◆ **WHAT YOU WILL DO**:
The lines to find are those in the entries that hold the word "hooks"; copy every one of them.

*** Opening GIVEN INFORMATION ***

//! Platform-specific job hooks
//!
//! The pipeline is OS-agnostic; everything that differs between Linux, macOS
//! and Windows (diagnostic commands, vendor environment scripts, console
//! quirks) lives behind the [`PlatformJob`] trait. Exactly one variant is
//! selected per run, by `--os` or by detecting the host.

mod job;
mod linux;
mod macos;
mod windows;

pub use job::BatchJob;
pub use linux::LinuxJob;
pub use macos::MacOsJob;
pub use windows::WindowsJob;

use crate::pipeline::{ConfigError, PipelineError};
use serde::{Deserialize, Serialize};
use std::fmt;
use std::path::Path;
use std::str::FromStr;

/// Operating system a job targets
#[derive(Debug, Clone, Copy, PartialEq, Eq, Hash, Serialize, Deserialize)]
#[serde(rename_all = "lowercase")]
pub enum TargetOs {
    /// Linux
    Linux,
    /// macOS
    Osx,
    /// Windows
    Windows,
}

impl TargetOs {
    /// Returns the OS name as used in flags and archive names
    #[must_use]
    pub const fn as_str(&self) -> &'static str {
        match self {
            Self::Linux => "linux",
            Self::Osx => "osx",
            Self::Windows => "windows",
        }
    }

    /// Maps a host OS identifier (as in `std::env::consts::OS`) to a target
    ///
    /// # Errors
    ///
    /// Returns [`ConfigError::UndetectedPlatform`] for unsupported hosts.
    pub fn detect_from(host: &str) -> Result<Self, ConfigError> {
        let host = host.to_lowercase();
        if host.starts_with("linux") {
            Ok(Self::Linux)
        } else if host.starts_with("macos") || host.starts_with("darwin") {
            Ok(Self::Osx)
        } else if host.starts_with("windows") {
            Ok(Self::Windows)
        } else {
            Err(ConfigError::UndetectedPlatform(host))
        }
    }

    /// Detects the platform this process runs on
    ///
    /// # Errors
    ///
    /// Returns [`ConfigError::UndetectedPlatform`] for unsupported hosts.
    pub fn detect() -> Result<Self, ConfigError> {
        Self::detect_from(std::env::consts::OS)
    }

    /// Explicit request wins; otherwise the host is detected
    ///
    /// # Errors
    ///
    /// Returns a [`ConfigError`] for unknown names or undetectable hosts.
    pub fn select(requested: Option<&str>) -> Result<Self, ConfigError> {
        match requested {
            Some(name) => name.parse(),
            None => Self::detect(),
        }
    }

    /// Interpreter name used when none is configured
    #[must_use]
    pub const fn default_interpreter(&self) -> &'static str {
        match self {
            Self::Windows => "python",
            Self::Linux | Self::Osx => "python3",
        }
    }
}

impl FromStr for TargetOs {
    type Err = ConfigError;

    fn from_str(s: &str) -> Result<Self, Self::Err> {
        match s {
            "linux" => Ok(Self::Linux),
            "osx" => Ok(Self::Osx),
            "windows" => Ok(Self::Windows),
            other => Err(ConfigError::UnsupportedOs(other.to_string())),
        }
    }
}

impl fmt::Display for TargetOs {
    fn fmt(&self, f: &mut fmt::Formatter<'_>) -> fmt::Result {
        f.write_str(self.as_str())
    }
}

/// OS-specific hooks the pipeline calls at fixed extension points
#[allow(clippy::missing_errors_doc)]
pub trait PlatformJob {
    /// Which OS this variant serves
    fn os(&self) -> TargetOs;

    /// Runs before anything else touches the workspace
    fn pre(&self, job: &mut BatchJob) -> Result<(), PipelineError>;

    /// Prints the environment the job runs in
    fn show_env(&self, job: &mut BatchJob) -> Result<(), PipelineError>;

    /// Final environment tweaks before the build proper
    fn setup_env(&self, job: &mut BatchJob) -> Result<(), PipelineError>;

    /// Whether the isolation tool can be installed without elevated rights
    fn can_install_isolation_tool(&self) -> bool {
        true
    }
}

/// Builds the variant for `os`
#[must_use]
pub fn platform_job(os: TargetOs, connext: bool) -> Box<dyn PlatformJob> {
    match os {
        TargetOs::Linux => Box::new(LinuxJob::new(connext)),
        TargetOs::Osx => Box::new(MacOsJob::new(connext)),
        TargetOs::Windows => Box::new(WindowsJob::new(connext)),
    }
}

/// Composes a POSIX `. 'script' &&` wrapper after the current run prefix
pub(crate) fn source_env_script(job: &mut BatchJob, script: &Path) {
    tracing::info!(script = %script.display(), "Sourcing vendor environment script");
    let mut prefix = job.context().run_prefix().to_vec();
    prefix.extend([
        ".".to_string(),
        shell_words::quote(&script.to_string_lossy()).into_owned(),
        "&&".to_string(),
    ]);
    job.context_mut().push_run_prefix(prefix);
}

*** Closing GIVEN INFORMATION ***

◆ **ANSWER SECTION**:
//! Platform-specific job hooks
/// OS-specific hooks the pipeline calls at fixed extension points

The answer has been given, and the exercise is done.